ASSIGNMENT: Your task is to quote the listing below exactly, beginning with its first line and ending on the line bearing "signal, or an".

DATA SUPPLIED:
-------

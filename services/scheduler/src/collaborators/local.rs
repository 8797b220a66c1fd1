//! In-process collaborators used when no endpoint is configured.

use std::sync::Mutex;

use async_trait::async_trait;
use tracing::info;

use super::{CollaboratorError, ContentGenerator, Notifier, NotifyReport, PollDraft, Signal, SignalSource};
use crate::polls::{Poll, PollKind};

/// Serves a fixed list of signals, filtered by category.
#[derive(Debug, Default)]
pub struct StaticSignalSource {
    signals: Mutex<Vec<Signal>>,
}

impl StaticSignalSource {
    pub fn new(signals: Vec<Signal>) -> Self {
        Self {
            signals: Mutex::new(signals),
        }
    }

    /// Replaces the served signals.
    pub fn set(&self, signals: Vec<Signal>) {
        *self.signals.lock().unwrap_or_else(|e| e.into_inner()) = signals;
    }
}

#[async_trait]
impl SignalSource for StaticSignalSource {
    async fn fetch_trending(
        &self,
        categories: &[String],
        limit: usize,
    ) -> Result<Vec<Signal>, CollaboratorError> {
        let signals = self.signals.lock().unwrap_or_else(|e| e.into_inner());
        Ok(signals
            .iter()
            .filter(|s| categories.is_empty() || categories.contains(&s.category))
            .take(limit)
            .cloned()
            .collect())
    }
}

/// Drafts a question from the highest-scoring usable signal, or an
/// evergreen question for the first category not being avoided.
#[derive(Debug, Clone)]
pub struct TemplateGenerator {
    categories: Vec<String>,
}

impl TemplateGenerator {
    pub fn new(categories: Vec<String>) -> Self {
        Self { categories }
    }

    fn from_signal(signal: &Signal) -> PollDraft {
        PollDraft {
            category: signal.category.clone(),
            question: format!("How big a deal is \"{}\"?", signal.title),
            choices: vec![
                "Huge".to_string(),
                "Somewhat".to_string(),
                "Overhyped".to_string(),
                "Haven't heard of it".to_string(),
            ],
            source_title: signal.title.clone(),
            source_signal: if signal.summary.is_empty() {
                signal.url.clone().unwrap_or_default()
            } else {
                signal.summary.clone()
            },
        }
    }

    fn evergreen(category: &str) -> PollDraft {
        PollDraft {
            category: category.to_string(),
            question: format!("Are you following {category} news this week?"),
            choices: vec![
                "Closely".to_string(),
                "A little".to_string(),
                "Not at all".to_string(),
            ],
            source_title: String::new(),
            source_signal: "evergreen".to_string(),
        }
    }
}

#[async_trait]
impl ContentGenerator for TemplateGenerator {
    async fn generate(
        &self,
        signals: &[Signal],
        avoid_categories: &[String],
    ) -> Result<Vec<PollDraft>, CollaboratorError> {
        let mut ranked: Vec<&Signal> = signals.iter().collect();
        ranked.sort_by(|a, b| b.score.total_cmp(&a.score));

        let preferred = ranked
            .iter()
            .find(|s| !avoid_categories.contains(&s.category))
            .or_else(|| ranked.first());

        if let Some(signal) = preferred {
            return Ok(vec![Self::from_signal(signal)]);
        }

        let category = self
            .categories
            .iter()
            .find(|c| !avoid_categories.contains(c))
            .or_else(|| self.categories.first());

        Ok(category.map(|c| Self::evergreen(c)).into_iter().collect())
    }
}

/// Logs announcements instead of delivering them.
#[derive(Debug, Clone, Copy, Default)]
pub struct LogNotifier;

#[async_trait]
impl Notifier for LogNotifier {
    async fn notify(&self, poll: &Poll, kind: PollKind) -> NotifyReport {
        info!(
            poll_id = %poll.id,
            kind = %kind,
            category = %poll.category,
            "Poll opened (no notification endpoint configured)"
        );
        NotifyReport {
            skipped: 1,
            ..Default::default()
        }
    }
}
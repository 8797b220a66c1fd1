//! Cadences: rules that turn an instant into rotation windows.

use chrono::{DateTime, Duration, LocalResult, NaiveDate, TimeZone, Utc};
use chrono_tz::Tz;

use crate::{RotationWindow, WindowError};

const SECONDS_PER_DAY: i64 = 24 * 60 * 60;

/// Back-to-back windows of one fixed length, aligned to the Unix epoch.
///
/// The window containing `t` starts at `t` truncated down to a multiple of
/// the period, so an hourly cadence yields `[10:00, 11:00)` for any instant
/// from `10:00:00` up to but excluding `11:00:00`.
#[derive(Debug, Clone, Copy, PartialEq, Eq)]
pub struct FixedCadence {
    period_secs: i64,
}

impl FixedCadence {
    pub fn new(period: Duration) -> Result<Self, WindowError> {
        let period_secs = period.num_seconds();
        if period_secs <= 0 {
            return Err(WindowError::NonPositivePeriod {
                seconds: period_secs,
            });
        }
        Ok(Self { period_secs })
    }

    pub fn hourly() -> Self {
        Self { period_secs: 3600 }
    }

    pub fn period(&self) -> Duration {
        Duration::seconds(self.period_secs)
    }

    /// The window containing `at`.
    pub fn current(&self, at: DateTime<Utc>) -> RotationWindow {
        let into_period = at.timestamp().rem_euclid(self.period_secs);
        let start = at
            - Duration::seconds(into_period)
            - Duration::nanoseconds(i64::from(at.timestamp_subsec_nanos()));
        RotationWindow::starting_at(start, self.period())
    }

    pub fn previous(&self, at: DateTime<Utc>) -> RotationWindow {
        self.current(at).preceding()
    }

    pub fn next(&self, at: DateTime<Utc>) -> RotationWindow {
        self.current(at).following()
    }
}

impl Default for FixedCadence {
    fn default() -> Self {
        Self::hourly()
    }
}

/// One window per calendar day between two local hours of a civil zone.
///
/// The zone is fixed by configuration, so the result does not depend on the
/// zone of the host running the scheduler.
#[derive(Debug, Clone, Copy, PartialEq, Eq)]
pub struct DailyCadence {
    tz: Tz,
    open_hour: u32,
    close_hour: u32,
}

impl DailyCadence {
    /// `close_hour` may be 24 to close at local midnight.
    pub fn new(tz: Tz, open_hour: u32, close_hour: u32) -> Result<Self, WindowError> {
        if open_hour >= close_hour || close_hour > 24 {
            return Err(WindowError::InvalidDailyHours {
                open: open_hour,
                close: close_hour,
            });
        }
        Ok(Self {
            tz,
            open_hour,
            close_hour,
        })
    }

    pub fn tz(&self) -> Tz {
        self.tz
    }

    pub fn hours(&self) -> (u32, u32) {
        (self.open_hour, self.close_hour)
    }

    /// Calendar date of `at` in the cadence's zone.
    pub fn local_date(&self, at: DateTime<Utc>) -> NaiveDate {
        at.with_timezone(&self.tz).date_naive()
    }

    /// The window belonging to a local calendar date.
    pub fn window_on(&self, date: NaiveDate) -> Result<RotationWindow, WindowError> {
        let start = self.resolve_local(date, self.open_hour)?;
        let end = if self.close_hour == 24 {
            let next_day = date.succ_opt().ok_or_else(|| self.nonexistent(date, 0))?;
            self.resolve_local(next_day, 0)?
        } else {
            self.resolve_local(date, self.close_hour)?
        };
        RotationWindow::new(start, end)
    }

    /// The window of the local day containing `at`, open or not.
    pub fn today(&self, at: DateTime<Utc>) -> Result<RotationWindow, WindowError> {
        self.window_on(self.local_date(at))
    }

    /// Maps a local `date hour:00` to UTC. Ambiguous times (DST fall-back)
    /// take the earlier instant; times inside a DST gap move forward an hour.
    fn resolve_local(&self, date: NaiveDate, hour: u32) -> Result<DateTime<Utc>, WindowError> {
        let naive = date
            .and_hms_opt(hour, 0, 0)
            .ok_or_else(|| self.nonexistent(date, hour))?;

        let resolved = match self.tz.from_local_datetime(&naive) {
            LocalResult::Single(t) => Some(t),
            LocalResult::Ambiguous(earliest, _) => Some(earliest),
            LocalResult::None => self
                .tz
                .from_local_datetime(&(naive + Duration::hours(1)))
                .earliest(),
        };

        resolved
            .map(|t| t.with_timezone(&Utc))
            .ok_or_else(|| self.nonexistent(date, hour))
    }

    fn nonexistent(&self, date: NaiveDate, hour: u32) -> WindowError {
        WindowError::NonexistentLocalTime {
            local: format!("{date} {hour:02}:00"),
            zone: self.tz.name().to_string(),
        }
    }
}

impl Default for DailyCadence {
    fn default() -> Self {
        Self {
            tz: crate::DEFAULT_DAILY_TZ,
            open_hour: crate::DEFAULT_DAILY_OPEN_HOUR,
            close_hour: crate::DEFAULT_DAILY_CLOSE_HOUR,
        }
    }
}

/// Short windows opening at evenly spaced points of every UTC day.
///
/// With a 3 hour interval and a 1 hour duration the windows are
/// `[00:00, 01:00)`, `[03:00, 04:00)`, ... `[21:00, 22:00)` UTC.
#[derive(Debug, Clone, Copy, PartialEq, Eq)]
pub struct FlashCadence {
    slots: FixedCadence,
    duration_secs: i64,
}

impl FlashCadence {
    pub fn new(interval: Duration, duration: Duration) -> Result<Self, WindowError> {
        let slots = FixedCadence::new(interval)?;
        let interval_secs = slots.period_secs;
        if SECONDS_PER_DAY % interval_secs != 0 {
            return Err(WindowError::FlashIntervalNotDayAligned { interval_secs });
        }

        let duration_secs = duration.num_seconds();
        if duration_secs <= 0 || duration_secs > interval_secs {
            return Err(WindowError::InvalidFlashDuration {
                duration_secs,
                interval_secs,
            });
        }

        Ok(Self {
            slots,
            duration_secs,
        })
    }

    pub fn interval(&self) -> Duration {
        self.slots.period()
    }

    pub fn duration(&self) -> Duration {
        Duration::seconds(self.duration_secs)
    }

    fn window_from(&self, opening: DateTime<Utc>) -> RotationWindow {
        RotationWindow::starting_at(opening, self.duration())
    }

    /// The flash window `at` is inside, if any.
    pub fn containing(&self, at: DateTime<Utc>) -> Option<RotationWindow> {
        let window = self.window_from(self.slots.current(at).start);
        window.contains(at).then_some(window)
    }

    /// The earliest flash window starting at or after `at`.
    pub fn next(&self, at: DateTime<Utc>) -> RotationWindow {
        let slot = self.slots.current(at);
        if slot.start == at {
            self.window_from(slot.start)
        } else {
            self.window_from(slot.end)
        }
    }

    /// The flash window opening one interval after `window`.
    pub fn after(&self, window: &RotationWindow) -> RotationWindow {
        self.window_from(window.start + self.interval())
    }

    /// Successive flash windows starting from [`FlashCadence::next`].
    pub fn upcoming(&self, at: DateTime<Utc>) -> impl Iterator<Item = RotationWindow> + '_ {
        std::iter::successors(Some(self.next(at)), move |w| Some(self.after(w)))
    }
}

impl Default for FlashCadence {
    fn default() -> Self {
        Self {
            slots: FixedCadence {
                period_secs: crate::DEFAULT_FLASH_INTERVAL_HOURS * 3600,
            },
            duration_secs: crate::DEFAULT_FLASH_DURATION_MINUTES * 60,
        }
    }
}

-------

RESULT:
filename services/scheduler/src/collaborators/local.rs
repository 8797b220a66c1fd1
//! In-process collaborators used when no endpoint is configured.

use std::sync::Mutex;

use async_trait::async_trait;
use tracing::info;

use super::{CollaboratorError, ContentGenerator, Notifier, NotifyReport, PollDraft, Signal, SignalSource};
use crate::polls::{Poll, PollKind};

/// Serves a fixed list of signals, filtered by category.
#[derive(Debug, Default)]
pub struct StaticSignalSource {
    signals: Mutex<Vec<Signal>>,
}

impl StaticSignalSource {
    pub fn new(signals: Vec<Signal>) -> Self {
        Self {
            signals: Mutex::new(signals),
        }
    }

    /// Replaces the served signals.
    pub fn set(&self, signals: Vec<Signal>) {
        *self.signals.lock().unwrap_or_else(|e| e.into_inner()) = signals;
    }
}

#[async_trait]
impl SignalSource for StaticSignalSource {
    async fn fetch_trending(
        &self,
        categories: &[String],
        limit: usize,
    ) -> Result<Vec<Signal>, CollaboratorError> {
        let signals = self.signals.lock().unwrap_or_else(|e| e.into_inner());
        Ok(signals
            .iter()
            .filter(|s| categories.is_empty() || categories.contains(&s.category))
            .take(limit)
            .cloned()
            .collect())
    }
}

/// Drafts a question from the highest-scoring usable signal, or an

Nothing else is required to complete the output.